Leaving the team behind to tend to their own wounds is the most difficult decision an athlete might make during their college career. Not only do they have a limited time left to try to pad their stats, and make it to the professional leagues; they also have a school depending on their performance.

Junior forward for the Chico State men’s soccer team Dylan Wakefield blew out his AC joint and tore all three ligaments in his shoulder in a pre-season NCAA match against Cal Baptist earlier this season. Senior forward Rajaee DeLane said that he felt the loss of Wakefield injured the team’s morale.

“Dylan’s absence because of his injury has had a big impact on our team,” DeLane said, “He’s a teammate who brings energy and positivity to the team on and off the field.”

College athletes are exposed to not only multiple injuries but there are several factors that limit recovery time and that athletes face when trying to perform and excel, according to the American Journal of Sports Medicine.

“Our coach doesn’t put pressure on us,” Wakefield said. “But as athletes, we put pressure on ourselves.”

After sitting out for three weeks, Wakefield and his teammates were eager for his return to the field against Cal State San Bernardino. Wakefield did not play during the game despite the ‘Cats 2-0 victory.

“Having some tough early games of conference play, we could have used his energy and positive spirit on the field,” DeLane said. “I know Dylan is manually tough and will come back strong in the upcoming games.”

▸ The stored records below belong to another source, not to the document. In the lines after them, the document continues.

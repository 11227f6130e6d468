//! JSON export formatter.

use serde::{Deserialize, Serialize};

use super::{AnalysisReport, TableFormatter};
use crate::AnalyzerError;

/// Serializable function for JSON output
#[derive(Serialize, Deserialize)]
struct FunctionJson {
    address: String,
    name: String,
    size: u64,
    is_leaf: bool,
    is_thunk: bool,
}

/// Serializable string entry for JSON output
#[derive(Serialize, Deserialize)]
struct StringJson {
    address: String,
    value: String,
    length: u64,
}

/// Serializable cross-reference for JSON output
#[derive(Serialize, Deserialize)]
struct XRefJson {
    from: String,
    to: String,
    #[serde(rename = "type")]
    kind: String,
    function: String,
}

/// Serializable analysis report
#[derive(Serialize, Deserialize)]
struct ReportJson {
    build_id: String,
    functions: Vec<FunctionJson>,
    strings: Vec<StringJson>,
    xrefs: Vec<XRefJson>,
}

/// Renders the whole report as pretty-printed JSON.
pub struct JsonFormatter;

impl TableFormatter for JsonFormatter {
    fn format(&self, report: &AnalysisReport<'_>) -> Result<String, AnalyzerError> {
        let functions = report
            .functions
            .values()
            .map(|f| FunctionJson {
                address: format!("0x{:x}", f.address),
                name: f.name.clone(),
                size: f.size,
                is_leaf: f.is_leaf,
                is_thunk: f.is_thunk,
            })
            .collect();

        let strings = report
            .strings
            .iter()
            .map(|s| StringJson {
                address: format!("0x{:x}", s.address),
                value: s.value.clone(),
                length: s.length,
            })
            .collect();

        let xrefs = report
            .xrefs
            .iter()
            .map(|x| XRefJson {
                from: format!("0x{:x}", x.from_address),
                to: format!("0x{:x}", x.to_address),
                kind: x.kind.to_string(),
                function: x.from_function_name.clone(),
            })
            .collect();

        let doc = ReportJson {
            build_id: report.build_id.clone(),
            functions,
            strings,
            xrefs,
        };

        serde_json::to_string_pretty(&doc)
            .map_err(|e| AnalyzerError::Format(format!("JSON serialization error: {}", e)))
    }
}

#[cfg(test)]
mod tests {
    use super::super::tests::sample_report;
    use super::*;
    use std::collections::BTreeMap;

    #[test]
    fn output_parses_back_as_json() {
        let mut functions = BTreeMap::new();
        let mut strings = Vec::new();
        let mut xrefs = Vec::new();
        sample_report(&mut functions, &mut strings, &mut xrefs);
        let report = AnalysisReport {
            build_id: "AB".repeat(32),
            functions: &functions,
            strings: &strings,
            xrefs: &xrefs,
        };

        let text = JsonFormatter.format(&report).unwrap();
        let parsed: ReportJson = serde_json::from_str(&text).unwrap();
        assert_eq!(parsed.functions.len(), 1);
        assert_eq!(parsed.functions[0].address, "0x7100000000");
        assert_eq!(parsed.strings[0].value, "hello, world");
        assert_eq!(parsed.xrefs[0].kind, "address load");
    }
}
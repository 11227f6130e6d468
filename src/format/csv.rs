//! CSV export formatter.

use std::fmt::Write as _;

use super::{AnalysisReport, TableFormatter};
use crate::AnalyzerError;

/// Renders each table as a CSV section with a `record` discriminator column.
pub struct CsvFormatter;

impl TableFormatter for CsvFormatter {
    fn format(&self, report: &AnalysisReport<'_>) -> Result<String, AnalyzerError> {
        let mut out = String::new();

        out.push_str("record,address,name,size,value,to,type,function\n");

        for (addr, func) in report.functions {
            let _ = writeln!(
                out,
                "function,0x{:x},{},{},,,,",
                addr,
                escape_csv_field(&func.name),
                func.size
            );
        }

        for s in report.strings {
            let _ = writeln!(
                out,
                "string,0x{:x},,{},{},,,",
                s.address,
                s.length,
                escape_csv_field(&s.value)
            );
        }

        for xref in report.xrefs {
            let _ = writeln!(
                out,
                "xref,0x{:x},,,,0x{:x},{},{}",
                xref.from_address,
                xref.to_address,
                xref.kind,
                escape_csv_field(&xref.from_function_name)
            );
        }

        Ok(out)
    }
}

/// Quote a field that contains a comma, quote or newline.
fn escape_csv_field(field: &str) -> String {
    if field.contains(',') || field.contains('"') || field.contains('\n') {
        format!("\"{}\"", field.replace('"', "\"\""))
    } else {
        field.to_string()
    }
}

#[cfg(test)]
mod tests {
    use super::super::tests::sample_report;
    use super::*;
    use std::collections::BTreeMap;

    #[test]
    fn escapes_fields_with_commas() {
        assert_eq!(escape_csv_field("plain"), "plain");
        assert_eq!(escape_csv_field("a,b"), "\"a,b\"");
        assert_eq!(escape_csv_field("say \"hi\""), "\"say \"\"hi\"\"\"");
    }

    #[test]
    fn emits_one_line_per_record() {
        let mut functions = BTreeMap::new();
        let mut strings = Vec::new();
        let mut xrefs = Vec::new();
        sample_report(&mut functions, &mut strings, &mut xrefs);
        let report = AnalysisReport {
            build_id: String::new(),
            functions: &functions,
            strings: &strings,
            xrefs: &xrefs,
        };

        let csv = CsvFormatter.format(&report).unwrap();
        let lines: Vec<&str> = csv.lines().collect();
        assert_eq!(lines.len(), 4); // header + one of each
        assert!(lines[1].starts_with("function,0x7100000000,FUN_7100000000,8"));
        assert!(lines[2].contains("\"hello, world\""));
        assert!(lines[3].starts_with("xref,0x7100000000"));
    }
}
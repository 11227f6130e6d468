//! Persistent analysis snapshots, keyed by build ID.
//!
//! One snapshot per build lives at `<base_dir>/<build_id[..16]>/progress.bin`
//! as a little-endian binary file: a fixed header with table counts followed
//! by the function, string and xref records. The reader validates magic and
//! version and parses the whole file before anything is handed back, so a
//! bad file never leaves partial state behind.

use std::collections::BTreeMap;
use std::collections::BTreeSet;
use std::fs::{self, File};
use std::io::{BufReader, BufWriter, Read, Write};
use std::path::{Path, PathBuf};

use byteorder::{ReadBytesExt, WriteBytesExt, LE};

use crate::functions::Function;
use crate::strings::StringEntry;
use crate::xref::{XRef, XRefType};
use crate::{Address, AnalyzerError};

/// Snapshot magic, "KILO" in little-endian.
pub const PROGRESS_MAGIC: u32 = 0x4F4C_494B;
pub const PROGRESS_VERSION: u32 = 1;

const PROGRESS_FILE: &str = "progress.bin";

/// Fixed-size snapshot header.
#[derive(Debug, Clone, PartialEq, Eq)]
pub struct ProgressHeader {
    pub magic: u32,
    pub version: u32,
    /// NUL-padded ASCII hex build ID
    pub build_id: String,
    pub function_count: u64,
    pub string_count: u64,
    pub xref_count: u64,
    pub text_size: u64,
    pub rodata_size: u64,
    pub data_size: u64,
}

/// A fully parsed snapshot, ready to replace the live tables.
#[derive(Debug)]
pub struct Snapshot {
    pub header: ProgressHeader,
    pub functions: BTreeMap<Address, Function>,
    pub strings: Vec<StringEntry>,
    pub xrefs: Vec<XRef>,
}

/// Reads and writes snapshots under a base directory.
#[derive(Debug, Clone)]
pub struct ProgressStore {
    base_dir: PathBuf,
}

impl Default for ProgressStore {
    fn default() -> Self {
        Self::new()
    }
}

impl ProgressStore {
    /// Store rooted at `<executable_dir>/kiloader/tmp`.
    pub fn new() -> Self {
        let base_dir = std::env::current_exe()
            .ok()
            .and_then(|p| p.parent().map(Path::to_path_buf))
            .unwrap_or_else(|| PathBuf::from("."))
            .join("kiloader")
            .join("tmp");
        ProgressStore { base_dir }
    }

    pub fn with_base_dir<P: Into<PathBuf>>(base_dir: P) -> Self {
        ProgressStore {
            base_dir: base_dir.into(),
        }
    }

    pub fn base_dir(&self) -> &Path {
        &self.base_dir
    }

    pub fn set_base_dir<P: Into<PathBuf>>(&mut self, dir: P) {
        self.base_dir = dir.into();
    }

    /// Directory for one build: the first 16 characters of the build ID.
    pub fn progress_dir(&self, build_id: &str) -> PathBuf {
        let short = &build_id[..build_id.len().min(16)];
        self.base_dir.join(short)
    }

    fn progress_file(&self, build_id: &str) -> PathBuf {
        self.progress_dir(build_id).join(PROGRESS_FILE)
    }

    pub fn has_progress(&self, build_id: &str) -> bool {
        self.progress_file(build_id).is_file()
    }

    /// Write a snapshot for `build_id`, replacing any previous one.
    pub fn save(
        &self,
        build_id: &str,
        functions: &BTreeMap<Address, Function>,
        strings: &[StringEntry],
        xrefs: &[XRef],
        segment_sizes: (u64, u64, u64),
    ) -> Result<PathBuf, AnalyzerError> {
        let dir = self.progress_dir(build_id);
        fs::create_dir_all(&dir)?;
        let path = dir.join(PROGRESS_FILE);

        let mut w = BufWriter::new(File::create(&path)?);

        w.write_u32::<LE>(PROGRESS_MAGIC)?;
        w.write_u32::<LE>(PROGRESS_VERSION)?;
        let mut id_bytes = [0u8; 64];
        for (i, b) in build_id.bytes().take(64).enumerate() {
            id_bytes[i] = b;
        }
        w.write_all(&id_bytes)?;
        w.write_u64::<LE>(functions.len() as u64)?;
        w.write_u64::<LE>(strings.len() as u64)?;
        w.write_u64::<LE>(xrefs.len() as u64)?;
        w.write_u64::<LE>(segment_sizes.0)?;
        w.write_u64::<LE>(segment_sizes.1)?;
        w.write_u64::<LE>(segment_sizes.2)?;

        for func in functions.values() {
            w.write_u64::<LE>(func.address)?;
            w.write_u64::<LE>(func.end_address)?;
            w.write_u64::<LE>(func.size)?;
            let flags = (func.is_leaf as u8)
                | ((func.is_thunk as u8) << 1)
                | ((func.is_noreturn as u8) << 2);
            w.write_u8(flags)?;
            write_string(&mut w, &func.name)?;
        }

        for entry in strings {
            w.write_u64::<LE>(entry.address)?;
            w.write_u64::<LE>(entry.length)?;
            w.write_u8(entry.is_wide as u8)?;
            write_string(&mut w, &entry.value)?;
        }

        for xref in xrefs {
            w.write_u64::<LE>(xref.from_address)?;
            w.write_u64::<LE>(xref.to_address)?;
            w.write_u8(xref.kind.as_u8())?;
            w.write_u64::<LE>(xref.from_function)?;
            write_string(&mut w, &xref.description)?;
            write_string(&mut w, &xref.from_function_name)?;
        }

        w.flush()?;
        Ok(path)
    }

    /// Read the snapshot for `build_id` in full.
    pub fn load(&self, build_id: &str) -> Result<Snapshot, AnalyzerError> {
        let path = self.progress_file(build_id);
        let mut r = BufReader::new(File::open(&path)?);

        let header = read_header(&mut r)?;

        let mut functions = BTreeMap::new();
        for _ in 0..header.function_count {
            let address = r.read_u64::<LE>()?;
            let end_address = r.read_u64::<LE>()?;
            let size = r.read_u64::<LE>()?;
            let flags = r.read_u8()?;
            let name = read_string(&mut r)?;
            functions.insert(
                address,
                Function {
                    address,
                    end_address,
                    size,
                    name,
                    instructions: Vec::new(),
                    calls_to: BTreeSet::new(),
                    called_from: BTreeSet::new(),
                    basic_blocks: Vec::new(),
                    is_leaf: flags & 1 != 0,
                    is_thunk: flags & 2 != 0,
                    is_noreturn: flags & 4 != 0,
                },
            );
        }

        let mut strings = Vec::with_capacity(header.string_count as usize);
        for _ in 0..header.string_count {
            let address = r.read_u64::<LE>()?;
            let length = r.read_u64::<LE>()?;
            let is_wide = r.read_u8()? != 0;
            let value = read_string(&mut r)?;
            strings.push(StringEntry {
                address,
                value,
                length,
                is_wide,
            });
        }

        let mut xrefs = Vec::with_capacity(header.xref_count as usize);
        for _ in 0..header.xref_count {
            let from_address = r.read_u64::<LE>()?;
            let to_address = r.read_u64::<LE>()?;
            let kind = XRefType::from_u8(r.read_u8()?);
            let from_function = r.read_u64::<LE>()?;
            let description = read_string(&mut r)?;
            let from_function_name = read_string(&mut r)?;
            xrefs.push(XRef {
                from_address,
                to_address,
                kind,
                description,
                from_function,
                from_function_name,
            });
        }

        Ok(Snapshot {
            header,
            functions,
            strings,
            xrefs,
        })
    }

    /// Build IDs of every stored snapshot, read from the file headers rather
    /// than the directory names. Unreadable entries are skipped.
    pub fn list_progress(&self) -> Vec<String> {
        let mut result = Vec::new();
        let entries = match fs::read_dir(&self.base_dir) {
            Ok(e) => e,
            Err(_) => return result,
        };

        for entry in entries.flatten() {
            let path = entry.path();
            if !path.is_dir() {
                continue;
            }
            let file = path.join(PROGRESS_FILE);
            if let Ok(f) = File::open(&file) {
                let mut r = BufReader::new(f);
                if let Ok(header) = read_header(&mut r) {
                    result.push(header.build_id);
                }
            }
        }

        result.sort();
        result
    }

    /// Remove a stored snapshot, including its directory.
    pub fn delete_progress(&self, build_id: &str) -> Result<(), AnalyzerError> {
        fs::remove_dir_all(self.progress_dir(build_id))?;
        Ok(())
    }
}

fn read_header<R: Read>(r: &mut R) -> Result<ProgressHeader, AnalyzerError> {
    let magic = r.read_u32::<LE>()?;
    if magic != PROGRESS_MAGIC {
        return Err(AnalyzerError::Format(format!(
            "bad snapshot magic 0x{:08x}",
            magic
        )));
    }
    let version = r.read_u32::<LE>()?;
    if version != PROGRESS_VERSION {
        return Err(AnalyzerError::Format(format!(
            "unsupported snapshot version {}",
            version
        )));
    }

    let mut id_bytes = [0u8; 64];
    r.read_exact(&mut id_bytes)?;
    let end = id_bytes.iter().position(|&b| b == 0).unwrap_or(64);
    let build_id = String::from_utf8_lossy(&id_bytes[..end]).into_owned();

    Ok(ProgressHeader {
        magic,
        version,
        build_id,
        function_count: r.read_u64::<LE>()?,
        string_count: r.read_u64::<LE>()?,
        xref_count: r.read_u64::<LE>()?,
        text_size: r.read_u64::<LE>()?,
        rodata_size: r.read_u64::<LE>()?,
        data_size: r.read_u64::<LE>()?,
    })
}

fn write_string<W: Write>(w: &mut W, s: &str) -> Result<(), AnalyzerError> {
    w.write_u32::<LE>(s.len() as u32)?;
    w.write_all(s.as_bytes())?;
    Ok(())
}

fn read_string<R: Read>(r: &mut R) -> Result<String, AnalyzerError> {
    let len = r.read_u32::<LE>()? as usize;
    let mut bytes = vec![0u8; len];
    r.read_exact(&mut bytes)?;
    String::from_utf8(bytes)
        .map_err(|_| AnalyzerError::Format("snapshot string is not UTF-8".into()))
}

#[cfg(test)]
mod tests {
    use super::*;
    use std::io::Cursor;

    fn sample_tables() -> (BTreeMap<Address, Function>, Vec<StringEntry>, Vec<XRef>) {
        let mut functions = BTreeMap::new();
        functions.insert(
            0x7100000000,
            Function {
                address: 0x7100000000,
                end_address: 0x7100000008,
                size: 8,
                name: "FUN_7100000000".into(),
                instructions: Vec::new(),
                calls_to: BTreeSet::new(),
                called_from: BTreeSet::new(),
                basic_blocks: Vec::new(),
                is_leaf: true,
                is_thunk: false,
                is_noreturn: false,
            },
        );
        functions.insert(
            0x7100000010,
            Function {
                address: 0x7100000010,
                end_address: 0x7100000014,
                size: 4,
                name: "trampoline".into(),
                instructions: Vec::new(),
                calls_to: BTreeSet::new(),
                called_from: BTreeSet::new(),
                basic_blocks: Vec::new(),
                is_leaf: true,
                is_thunk: true,
                is_noreturn: false,
            },
        );

        let strings = vec![StringEntry {
            address: 0x7100001000,
            value: "hello".into(),
            length: 5,
            is_wide: false,
        }];

        let xrefs = vec![XRef {
            from_address: 0x7100000004,
            to_address: 0x7100000010,
            kind: XRefType::Call,
            description: "function call".into(),
            from_function: 0x7100000000,
            from_function_name: "FUN_7100000000".into(),
        }];

        (functions, strings, xrefs)
    }

    #[test]
    fn string_helpers_round_trip() {
        let mut buf = Vec::new();
        write_string(&mut buf, "kiloader").unwrap();
        write_string(&mut buf, "").unwrap();
        let mut r = Cursor::new(buf);
        assert_eq!(read_string(&mut r).unwrap(), "kiloader");
        assert_eq!(read_string(&mut r).unwrap(), "");
    }

    #[test]
    fn snapshot_round_trips() {
        let dir = tempfile::tempdir().unwrap();
        let store = ProgressStore::with_base_dir(dir.path());
        let build_id = "AB".repeat(32);
        let (functions, strings, xrefs) = sample_tables();

        store
            .save(&build_id, &functions, &strings, &xrefs, (8, 16, 0))
            .unwrap();
        assert!(store.has_progress(&build_id));

        let snapshot = store.load(&build_id).unwrap();
        assert_eq!(snapshot.header.build_id, build_id);
        assert_eq!(snapshot.header.function_count, 2);
        assert_eq!(snapshot.header.text_size, 8);
        assert_eq!(snapshot.strings, strings);
        assert_eq!(snapshot.xrefs, xrefs);

        let f = &snapshot.functions[&0x7100000010];
        assert_eq!(f.name, "trampoline");
        assert!(f.is_thunk);
        assert!(f.is_leaf);
        assert!(!f.is_noreturn);
    }

    #[test]
    fn rejects_bad_magic_and_version() {
        let dir = tempfile::tempdir().unwrap();
        let store = ProgressStore::with_base_dir(dir.path());
        let build_id = "CD".repeat(32);
        let (functions, strings, xrefs) = sample_tables();
        let path = store
            .save(&build_id, &functions, &strings, &xrefs, (0, 0, 0))
            .unwrap();

        let mut raw = fs::read(&path).unwrap();
        raw[0] = 0;
        fs::write(&path, &raw).unwrap();
        assert!(matches!(
            store.load(&build_id),
            Err(AnalyzerError::Format(_))
        ));

        raw[0] = (PROGRESS_MAGIC & 0xFF) as u8;
        raw[4] = 99;
        fs::write(&path, &raw).unwrap();
        assert!(matches!(
            store.load(&build_id),
            Err(AnalyzerError::Format(_))
        ));
    }

    #[test]
    fn rejects_truncated_file() {
        let dir = tempfile::tempdir().unwrap();
        let store = ProgressStore::with_base_dir(dir.path());
        let build_id = "EF".repeat(32);
        let (functions, strings, xrefs) = sample_tables();
        let path = store
            .save(&build_id, &functions, &strings, &xrefs, (0, 0, 0))
            .unwrap();

        let raw = fs::read(&path).unwrap();
        fs::write(&path, &raw[..raw.len() - 10]).unwrap();
        assert!(matches!(store.load(&build_id), Err(AnalyzerError::Io(_))));
    }

    #[test]
    fn missing_snapshot_is_io_error() {
        let dir = tempfile::tempdir().unwrap();
        let store = ProgressStore::with_base_dir(dir.path());
        assert!(matches!(
            store.load(&"00".repeat(32)),
            Err(AnalyzerError::Io(_))
        ));
    }

    #[test]
    fn lists_build_ids_from_headers() {
        let dir = tempfile::tempdir().unwrap();
        let store = ProgressStore::with_base_dir(dir.path());
        let (functions, strings, xrefs) = sample_tables();

        let id_a = "AA".repeat(32);
        let id_b = "BB".repeat(32);
        store
            .save(&id_a, &functions, &strings, &xrefs, (0, 0, 0))
            .unwrap();
        store
            .save(&id_b, &functions, &strings, &xrefs, (0, 0, 0))
            .unwrap();

        // A junk directory without a snapshot is skipped.
        fs::create_dir_all(dir.path().join("garbage")).unwrap();

        assert_eq!(store.list_progress(), vec![id_a.clone(), id_b.clone()]);

        store.delete_progress(&id_a).unwrap();
        assert!(!store.has_progress(&id_a));
        assert_eq!(store.list_progress(), vec![id_b]);
    }
}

Wakefield also noted how critical it is to take the time to allow the body to heal to prevent more injuries and allow effectiveness in future games.

The Chico State volleyball team will be one player down, with junior opposite Natalie Nordahl suffering an ACL injury.

Nordahl is battling her second ACL injury from landing wrong during just the second practice of the year and is currently out for the rest of the season. First-year middle hitter Kim Wright said she felt the loss of Nordahl was difficult for the team.

Nordahl said her injuries keep her motivated to work even harder to get back on the court. With the support of her teammates and hours in physical therapy, she hopes to be healthy by next season.

Wright is also battling a torn meniscus injury that happened last year during a preseason tournament but plans to join the team later in the season.

“Once I got the surgery, the trainers and my teammates were always there for me to support in rehab and a fast recovery,” Wright said.

While athletes battle time to get on the field after sustaining their injuries, having them healthy and able to continue playing effectively remains more important than their missing contributions to the team.